Киев русские люди считали своим городом, своим считали его и малороссияне. Между тем по крайней мере до середины тридцатых годов XIX века Киев нельзя было назвать городом вполне русским, а еще меньше – малороссийским. Там пановали гордые поляки, там богатели трудолюбивые евреи.
Русский дворянин Владимир Измайлов писал, будто нигде в России нет столько евреев, сколько в Киеве: «Они встречаются на улицах; улицы населены их домами; дома наполнены ими»[52]. Еврейское население города особенно увеличивалось во время знаменитых «контрактов» – большой ярмарки, известной еще с польских времен. До разделов Речи Посполитой она была во Львове, потом – в Дубно, а в начале XIX века Контрактовая ярмарка обосновалась в Киеве. Во время ярмарки (с 15 января по 1 февраля) население города увеличивалось на десять – пятнадцать тысяч.

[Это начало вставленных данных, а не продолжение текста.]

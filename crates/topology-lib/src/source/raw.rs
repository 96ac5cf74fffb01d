//! Raw capture directory source
//!
//! Reads `pkt-stats-cell-<id>.dat` files. Each line holds whitespace
//! separated `slot tx rx late` counters; lines with fewer than four fields
//! or non-integer counters are skipped.

use super::{TelemetrySource, SIGNAL_DU_THROUGHPUT, SIGNAL_RU_THROUGHPUT, SIGNAL_TRANSMIT};
use crate::error::SourceError;
use crate::models::{sort_cell_ids, CellId};
use crate::stats::normalize_to_unit_max;
use serde::{Deserialize, Serialize};
use std::collections::HashMap;
use std::path::{Path, PathBuf};
use std::sync::OnceLock;
use tracing::debug;

/// File name prefix of per-cell capture files
pub const RAW_FILE_PREFIX: &str = "pkt-stats-cell";

/// How per-slot loss counts become a fingerprint sample
#[derive(Debug, Clone, Copy, PartialEq, Eq, Default, Deserialize, Serialize)]
#[serde(rename_all = "lowercase")]
pub enum LossEncoding {
    /// 1.0 for any slot with loss, 0.0 otherwise
    #[default]
    Binary,
    /// Loss count scaled by the largest loss count of the series
    Magnitude,
}

/// Parsed counters of one capture file
#[derive(Debug, Clone, Default, PartialEq)]
struct CaptureCounters {
    tx: Vec<f64>,
    rx: Vec<f64>,
    /// `max(0, tx - rx + late)` per slot
    lost: Vec<f64>,
}

/// Telemetry backed by a directory of raw capture files
pub struct RawCaptureSource {
    dir: PathBuf,
    cells: Vec<CellId>,
    encoding: LossEncoding,
    cache: HashMap<CellId, OnceLock<CaptureCounters>>,
}

impl RawCaptureSource {
    /// Scan `dir` for capture files
    pub fn open(dir: impl AsRef<Path>) -> Result<Self, SourceError> {
        let dir = dir.as_ref().to_path_buf();
        let entries = std::fs::read_dir(&dir).map_err(|source| SourceError::Io {
            path: dir.clone(),
            source,
        })?;

        let mut cells = Vec::new();
        for entry in entries {
            let entry = entry.map_err(|source| SourceError::Io {
                path: dir.clone(),
                source,
            })?;
            let name = entry.file_name();
            if let Some(cell) = cell_id_from_file_name(&name.to_string_lossy()) {
                cells.push(cell);
            }
        }
        sort_cell_ids(&mut cells);
        cells.dedup();

        debug!(dir = %dir.display(), cells = cells.len(), "Scanned raw capture directory");

        let cache = cells
            .iter()
            .map(|c| (c.clone(), OnceLock::new()))
            .collect();
        Ok(Self {
            dir,
            cells,
            encoding: LossEncoding::default(),
            cache,
        })
    }

    pub fn with_loss_encoding(mut self, encoding: LossEncoding) -> Self {
        self.encoding = encoding;
        self
    }

    fn path_for(&self, cell: &str) -> PathBuf {
        self.dir.join(format!("{}-{}.dat", RAW_FILE_PREFIX, cell))
    }

    fn counters(&self, cell: &str) -> Result<&CaptureCounters, SourceError> {
        let slot = self
            .cache
            .get(cell)
            .ok_or_else(|| SourceError::UnknownCell(cell.to_string()))?;
        if let Some(counters) = slot.get() {
            return Ok(counters);
        }

        let path = self.path_for(cell);
        let content = std::fs::read_to_string(&path).map_err(|source| SourceError::Io {
            path: path.clone(),
            source,
        })?;
        let counters = parse_capture(&content);
        debug!(cell = %cell, slots = counters.tx.len(), "Parsed capture file");

        // A concurrent reader may have filled the slot first; both parses are identical.
        let _ = slot.set(counters);
        slot.get()
            .ok_or_else(|| SourceError::UnknownCell(cell.to_string()))
    }

    fn non_empty(
        series: &[f64],
        cell: &str,
        signal: &'static str,
    ) -> Result<Vec<f64>, SourceError> {
        if series.is_empty() {
            return Err(SourceError::SignalUnavailable {
                cell: cell.to_string(),
                signal,
            });
        }
        Ok(series.to_vec())
    }
}

impl TelemetrySource for RawCaptureSource {
    fn list_cells(&self) -> Result<Vec<CellId>, SourceError> {
        Ok(self.cells.clone())
    }

    fn loss_series(&self, cell: &str) -> Result<Vec<f64>, SourceError> {
        let counters = self.counters(cell)?;
        Ok(encode_loss(&counters.lost, self.encoding))
    }

    fn transmit_series(&self, cell: &str) -> Result<Vec<f64>, SourceError> {
        Self::non_empty(&self.counters(cell)?.tx, cell, SIGNAL_TRANSMIT)
    }

    fn du_throughput_series(&self, cell: &str) -> Result<Vec<f64>, SourceError> {
        Self::non_empty(&self.counters(cell)?.tx, cell, SIGNAL_DU_THROUGHPUT)
    }

    fn ru_throughput_series(&self, cell: &str) -> Result<Vec<f64>, SourceError> {
        Self::non_empty(&self.counters(cell)?.rx, cell, SIGNAL_RU_THROUGHPUT)
    }

    fn describe(&self) -> String {
        format!("raw:{}", self.dir.display())
    }
}

/// Extract the cell id from `pkt-stats-cell-<id>.dat`
fn cell_id_from_file_name(name: &str) -> Option<CellId> {
    let rest = name.strip_prefix(RAW_FILE_PREFIX)?.strip_prefix('-')?;
    let id = rest.strip_suffix(".dat")?;
    if id.is_empty() {
        None
    } else {
        Some(id.to_string())
    }
}

fn parse_capture(content: &str) -> CaptureCounters {
    let mut counters = CaptureCounters::default();
    for line in content.lines() {
        let parts: Vec<&str> = line.split_whitespace().collect();
        if parts.len() < 4 {
            continue;
        }
        let (Ok(tx), Ok(rx), Ok(late)) = (
            parts[1].parse::<i64>(),
            parts[2].parse::<i64>(),
            parts[3].parse::<i64>(),
        ) else {
            continue;
        };

        // Counters too large to combine are treated like any other bad line
        let Some(lost) = tx.checked_sub(rx).and_then(|d| d.checked_add(late)) else {
            continue;
        };
        let lost = lost.max(0);
        counters.tx.push(tx.max(0) as f64);
        counters.rx.push(rx.max(0) as f64);
        counters.lost.push(lost as f64);
    }
    counters
}

fn encode_loss(lost: &[f64], encoding: LossEncoding) -> Vec<f64> {
    match encoding {
        LossEncoding::Binary => lost
            .iter()
            .map(|&l| if l > 0.0 { 1.0 } else { 0.0 })
            .collect(),
        LossEncoding::Magnitude => normalize_to_unit_max(lost),
    }
}

#[cfg(test)]
mod tests {
    use super::*;
    use tempfile::TempDir;

    fn write_capture(dir: &TempDir, cell: &str, content: &str) {
        let path = dir.path().join(format!("{}-{}.dat", RAW_FILE_PREFIX, cell));
        std::fs::write(path, content).unwrap();
    }

    #[test]
    fn test_cell_id_from_file_name() {
        assert_eq!(
            cell_id_from_file_name("pkt-stats-cell-12.dat"),
            Some("12".to_string())
        );
        assert_eq!(cell_id_from_file_name("pkt-stats-cell-.dat"), None);
        assert_eq!(cell_id_from_file_name("pkt-stats-cell-3.txt"), None);
        assert_eq!(cell_id_from_file_name("notes.dat"), None);
    }

    #[test]
    fn test_parse_skips_malformed_lines() {
        let counters = parse_capture("0 10 10 0\nheader line\n1 10 7 0\n2 x 1 0\n3 5 6 2\n");
        assert_eq!(counters.tx, vec![10.0, 10.0, 5.0]);
        assert_eq!(counters.rx, vec![10.0, 7.0, 6.0]);
        assert_eq!(counters.lost, vec![0.0, 3.0, 1.0]);
    }

    #[test]
    fn test_parse_skips_overflowing_counters() {
        let counters = parse_capture(
            "0 9223372036854775807 0 1\n1 -9223372036854775808 1 0\n2 10 8 0\n",
        );
        assert_eq!(counters.tx, vec![10.0]);
        assert_eq!(counters.lost, vec![2.0]);
    }

    #[test]
    fn test_loss_encodings() {
        let lost = vec![0.0, 3.0, 1.0, 0.0];
        assert_eq!(encode_loss(&lost, LossEncoding::Binary), vec![0.0, 1.0, 1.0, 0.0]);
        let magnitude = encode_loss(&lost, LossEncoding::Magnitude);
        assert_eq!(magnitude[1], 1.0);
        assert!((magnitude[2] - 1.0 / 3.0).abs() < 1e-12);
    }

    #[test]
    fn test_open_lists_cells_in_numeric_order() {
        let dir = TempDir::new().unwrap();
        write_capture(&dir, "10", "0 1 1 0\n");
        write_capture(&dir, "2", "0 1 0 0\n");
        write_capture(&dir, "1", "0 1 1 0\n");
        std::fs::write(dir.path().join("README"), "ignore").unwrap();

        let source = RawCaptureSource::open(dir.path()).unwrap();
        assert_eq!(source.list_cells().unwrap(), vec!["1", "2", "10"]);
        assert_eq!(source.loss_series("2").unwrap(), vec![1.0]);
        assert_eq!(source.du_throughput_series("2").unwrap(), vec![1.0]);
        assert_eq!(source.ru_throughput_series("2").unwrap(), vec![0.0]);
    }

    #[test]
    fn test_empty_capture_has_no_rate_series() {
        let dir = TempDir::new().unwrap();
        write_capture(&dir, "4", "garbage\n");
        let source = RawCaptureSource::open(dir.path()).unwrap();
        assert!(source.loss_series("4").unwrap().is_empty());
        assert!(matches!(
            source.transmit_series("4"),
            Err(SourceError::SignalUnavailable { .. })
        ));
    }

    #[test]
    fn test_missing_directory() {
        let result = RawCaptureSource::open("/nonexistent/fronthaul/captures");
        assert!(matches!(result, Err(SourceError::Io { .. })));
    }
}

Поляков на «контрактах» было не меньше. Хозяева богатейших поместий правобережной Украины сбывали здесь всё, что принесли им оброк и панщина. Именно поляки господствовали в высшем обществе, куда путь даже богатым евреям был закрыт (да они и сами еще не стремились туда). Польский язык в гостиных и на улицах звучал чаще русского или малороссийского[53].

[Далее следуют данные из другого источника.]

fn parse_time_part(text: &str) -> Result<(Time, u32), Error> {
    let invalid = || Error::RestrictedTypeConversion { from: "datetime" };
    // Strip a trailing time zone displacement. The date has already been cut away, so a minus
    // can only introduce a displacement here.
    let text = text.split(['+', '-', 'Z']).next().unwrap_or(text).trim();
    let mut fraction = 0;
    let (hms, frac) = match text.split_once('.') {
        Some((hms, frac)) => (hms, Some(frac)),
        None => (text, None),
    };
    if let Some(frac) = frac {
        let digits: String = frac.chars().take_while(|c| c.is_ascii_digit()).collect();
        if !digits.is_empty() {
            let parsed: u32 = digits.parse().map_err(|_| invalid())?;
            fraction = parsed * 10u32.pow(9u32.saturating_sub(digits.len() as u32));
        }
    }
    let mut fields = hms.split(':');
    let hour = fields.next().and_then(|f| f.trim().parse().ok()).ok_or_else(invalid)?;
    let minute = fields.next().and_then(|f| f.parse().ok()).unwrap_or(0);
    let second = fields
        .next()
        .and_then(|f| f.split_whitespace().next())
        .and_then(|f| f.parse().ok())
        .unwrap_or(0);
    Ok((
        Time {
            hour,
            minute,
            second,
        },
        fraction,
    ))
}

/// An `interval` value, server style: calendar and clock components kept apart because their
/// length in absolute time differs.
#[derive(Debug, Clone, Copy, PartialEq, Eq, Default)]
pub struct Interval {
    pub months: i32,
    pub days: i32,
    /// Sub day part in microseconds.
    pub micros: i64,
}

В местном театре играли польские труппы. Ставили Шекспира, Вольтера, Гольдони, Шеридана. Русская пьеса в репертуаре была редкостью. С украинской драматургией (Котляревским и Квиткой-Основьяненко) киевлян познакомят гастролеры с левобережной Украины; тогда Киев впервые увидит на сцене Щепкина[54].
Польские быт и нравы, обычаи и привычки были настолько распространены, что русскому могло показаться, будто он не в древней столице Руси, а в «завоеванном от Польши городе»[55].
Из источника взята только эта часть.